À tout ce qui précède, il faut ajouter que le Maroc, éternel ennemi dans son dos, a perçu l'odeur du sang et de la chair pourrie et, comme il le fait traditionnellement, a commencé à lancer ses aspirations territoriales sur des eaux et des espaces qui, dans ce cas, comprennent les îles Canaries et, en même temps, est dans un processus franc et efficace d'importants programmes de réarmement de ses Forces armées avec des acquisitions de matériel moderne auprès de fournisseurs d'une gamme diverse qui va de la France et des États-Unis à la Russie. Cette situation est très préoccupante et pas si insignifiante pour l'OTAN en général, puisque le Maroc est un allié spécial de plusieurs de ses membres, ainsi que pour l'Espagne, à moins que nous ne cessions d'appartenir à l'Alliance et que les liens avec elle ne soient rompus.   

Nous ne devons pas oublier que les forces armées espagnoles, en constante diminution, peu ou mal payées, de moins en moins éduquées et formées faute de budgets suffisants à cet effet, assez vieilles et à peine équipées de matériel moderne ou de pointe, se consacrent également pour la plupart à toutes sortes de tâches ou missions de type protection civile en raison du besoin de main-d'œuvre bon marché ou gratuite dans la lutte contre la pandémie de COVID et, par conséquent, elles deviennent incapables d'être un élément de poids dans le potentiel de l'OTAN. En outre, compte tenu des faibles attentes de sortie de la crise macroéconomique, il est plus que prévisible que la contribution réelle de l'Espagne aux dépenses de défense n'atteindra pas dans les cinq ans les niveaux précédemment établis mentionnés, ce qui la relègue au rang d'allié mineur, mais plutôt d'obstacle ou de fardeau, ce qui pourrait remettre en question le maintien de l'adhésion des autres à l'Alliance.

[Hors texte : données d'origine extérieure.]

/// A network route on a VPN server.
#[derive(Debug, Clone, Default, Serialize, Deserialize, PartialEq, Eq)]
pub struct Route {
    /// Route id. Pritunl derives it from the network when absent.
    #[serde(default, skip_serializing_if = "Option::is_none")]
    pub id: Option<RouteId>,
    /// Owning server (read-only).
    #[serde(default, skip_serializing_if = "Option::is_none")]
    pub server: Option<ServerId>,
    /// Routed network CIDR.
    #[serde(default, deserialize_with = "null_as_default")]
    pub network: String,
    /// Free-form comment.
    #[serde(default, skip_serializing_if = "Option::is_none")]
    pub comment: Option<String>,
    /// Route metric.
    #[serde(default, skip_serializing_if = "Option::is_none")]
    pub metric: Option<u32>,
    /// NAT traffic for this route.
    #[serde(default, skip_serializing_if = "Option::is_none")]
    pub nat: Option<bool>,
    /// Interface used for NAT.
    #[serde(default, skip_serializing_if = "Option::is_none")]
    pub nat_interface: Option<String>,
    /// NAT netmap network.
    #[serde(default, skip_serializing_if = "Option::is_none")]
    pub nat_netmap: Option<String>,
    /// Route through the server gateway.
    #[serde(default, skip_serializing_if = "Option::is_none")]
    pub net_gateway: Option<bool>,
    /// Advertise the route to cloud providers.
    #[serde(default, skip_serializing_if = "Option::is_none")]
    pub advertise: Option<bool>,
}

impl Route {
    /// Create a route for the given network.
    #[must_use]
    pub fn new(network: impl Into<String>) -> Self {
        Self {
            network: network.into(),
            ..Self::default()
        }
    }

    /// Identifier used in route paths.
    ///
    /// Falls back to the lowercase hex encoding of the network, which is how
    /// Pritunl keys server routes.
    ///
    /// # Errors
    ///
    /// Returns [`Error::Validation`] if the route has neither an id nor a network.
    pub fn route_id(&self) -> Result<RouteId> {
        if let Some(id) = &self.id {
            return Ok(id.clone());
        }
        if self.network.is_empty() {
            return Err(Error::Validation(
                "route has neither an id nor a network".to_string(),
            ));
        }
        RouteId::try_from(hex::encode(self.network.as_bytes()))
    }
}

/// A Pritunl host (node).
#[derive(Debug, Clone, Default, Serialize, Deserialize, PartialEq, Eq)]
pub struct Host {
    /// Host id.
    #[serde(default, skip_serializing_if = "Option::is_none")]
    pub id: Option<HostId>,
    /// Display name.
    #[serde(default, deserialize_with = "null_as_default")]
    pub name: String,
    /// Host name.
    #[serde(default, skip_serializing_if = "Option::is_none")]
    pub hostname: Option<String>,
    /// `online` or `offline`.
    #[serde(default, skip_serializing_if = "Option::is_none")]
    pub status: Option<String>,
    /// Public IPv4 address.
    #[serde(default, skip_serializing_if = "Option::is_none")]
    pub public_addr: Option<String>,
    /// Public IPv6 address.
    #[serde(default, skip_serializing_if = "Option::is_none")]
    pub public_addr6: Option<String>,
    /// Local IPv4 address.
    #[serde(default, skip_serializing_if = "Option::is_none")]
    pub local_addr: Option<String>,
    /// Local IPv6 address.
    #[serde(default, skip_serializing_if = "Option::is_none")]
    pub local_addr6: Option<String>,
    /// Availability group.
    #[serde(default, skip_serializing_if = "Option::is_none")]
    pub availability_group: Option<String>,
    /// Software version.
    #[serde(default, skip_serializing_if = "Option::is_none")]
    pub version: Option<String>,
}

/// A site-to-site link.
#[derive(Debug, Clone, Default, Serialize, Deserialize, PartialEq, Eq)]
pub struct Link {
    /// Link id.
    #[serde(default, skip_serializing_if = "Option::is_none")]
    pub id: Option<LinkId>,
    /// Display name.
    #[serde(default, deserialize_with = "null_as_default")]
    pub name: String,
    /// Link type, usually `site_to_site`.
    #[serde(rename = "type", default, deserialize_with = "null_as_default")]
    pub link_type: String,
    /// Action on disconnect (`hold`, `restart`, ...).
    #[serde(default, deserialize_with = "null_as_default")]
    pub action: String,
    /// Preferred IKE proposal.
    #[serde(default, deserialize_with = "null_as_default")]
    pub preferred_ike: String,
    /// Preferred ESP proposal.
    #[serde(default, deserialize_with = "null_as_default")]
    pub preferred_esp: String,
    /// Check host reachability.
    #[serde(default, deserialize_with = "null_as_default")]
    pub host_check: bool,
    /// Enable IPv6.
    #[serde(default, deserialize_with = "null_as_default")]
    pub ipv6: bool,
    /// Only use the preferred proposals.
    #[serde(default, deserialize_with = "null_as_default")]
    pub force_preferred: bool,
    /// Link status (read-only).
    #[serde(default, skip_serializing_if = "Option::is_none")]
    pub status: Option<String>,
}

impl Link {
    /// Create a site-to-site link with the usual defaults.
    #[must_use]
    pub fn new(name: impl Into<String>) -> Self {
        Self {
            id: None,
            name: name.into(),
            link_type: LINK_TYPE_SITE_TO_SITE.to_string(),
            action: LINK_ACTION_RESTART.to_string(),
            preferred_ike: DEFAULT_PREFERRED_IKE.to_string(),
            preferred_esp: DEFAULT_PREFERRED_ESP.to_string(),
            host_check: false,
            ipv6: false,
            force_preferred: true,
            status: None,
        }
    }
}

/// One page of the link listing.
#[derive(Debug, Clone, Default, Serialize, Deserialize, PartialEq, Eq)]
pub struct Links {
    /// Current page (zero when unpaged).
    #[serde(default, deserialize_with = "null_as_default")]
    pub page: u32,
    /// Number of pages.
    #[serde(default, deserialize_with = "null_as_default")]
    pub page_total: u32,
    /// Links on this page.
    #[serde(default, deserialize_with = "null_as_default")]
    pub links: Vec<Link>,
}

/// A location within a link.
#[derive(Debug, Clone, Default, Serialize, Deserialize, PartialEq)]
pub struct Location {
    /// Location id.
    #[serde(default, skip_serializing_if = "Option::is_none")]
    pub id: Option<LocationId>,
    /// Display name.
    #[serde(default, deserialize_with = "null_as_default")]
    pub name: String,
    /// Location type.
    #[serde(rename = "type", default, skip_serializing_if = "Option::is_none")]
    pub location_type: Option<String>,
    /// Enable IPv6.
    #[serde(
        default,
        deserialize_with = "null_as_default",
        skip_serializing_if = "std::ops::Not::not"
    )]
    pub ipv6: bool,
    /// Owning link; set by the client from the call arguments.
    #[serde(default, skip_serializing_if = "Option::is_none")]
    pub link_id: Option<LinkId>,
    /// Type of the owning link.
    #[serde(default, skip_serializing_if = "Option::is_none")]
    pub link_type: Option<String>,
    /// Embedded hosts (read representation).
    #[serde(default, deserialize_with = "null_as_default", skip_serializing_if = "Vec::is_empty")]
    pub hosts: Vec<LocationHost>,
    /// Embedded routes (read representation).
    #[serde(default, deserialize_with = "null_as_default", skip_serializing_if = "Vec::is_empty")]
    pub routes: Vec<LocationRoute>,
    /// Peer state, passed through untouched.
    #[serde(default, deserialize_with = "null_as_default", skip_serializing_if = "Vec::is_empty")]
    pub peers: Vec<serde_json::Value>,
}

En bref, bien qu'il ne faille pas le dire clairement, nous nous trouvons devant une OTAN semi-paralysée parce qu'en plus de souffrir de problèmes d'identité dans son noyau dur, elle doit encore s'adapter aux inconvénients dérivés d'un Brexit plus que possible dur et non convenu et au rôle que doit jouer l'UE dans la défense européenne, si jamais elle est vraiment capable de passer des paroles aux actes ; De plus, elle se trouve de part et d'autre avec des problèmes de convenance et même de permanence, aux mains de régimes assez conflictuels par rapport à leurs tendances, leurs origines ou les intérêts ou les programmes, qui ne sont plus aussi cachés, de ceux qui composent ou dirigent leurs gouvernements respectifs.  

El rey Mohammed VI

Nous verrons si quelqu'un est prêt ou capable de s'occuper de tant de taureaux victoriens ou de mettre les cloches nécessaires sur les chats infatigables ; ce qui se passera lorsque le nom du nouveau locataire de la Maison Blanche sera connu et quelle sera sa position concernant l'avenir et le rôle de l'Alliance ; jusqu'où ira l'UE en ce qui concerne ses "aspirations ambitieuses" en matière de défense européenne sur une base semi-indépendante ; comment les relations entre le continent et les îles britanniques vont s'occuper d'un Brexit dur et sûrement très conflictuel et quelle sera l'orientation de l'Union lorsque Merkel - puisque Macron perd de la vitesse et de la force - cessera de prendre les rênes et, surtout, si les dangers particuliers qui pourraient provenir de l'un de ses flancs en Méditerranée se compliquent.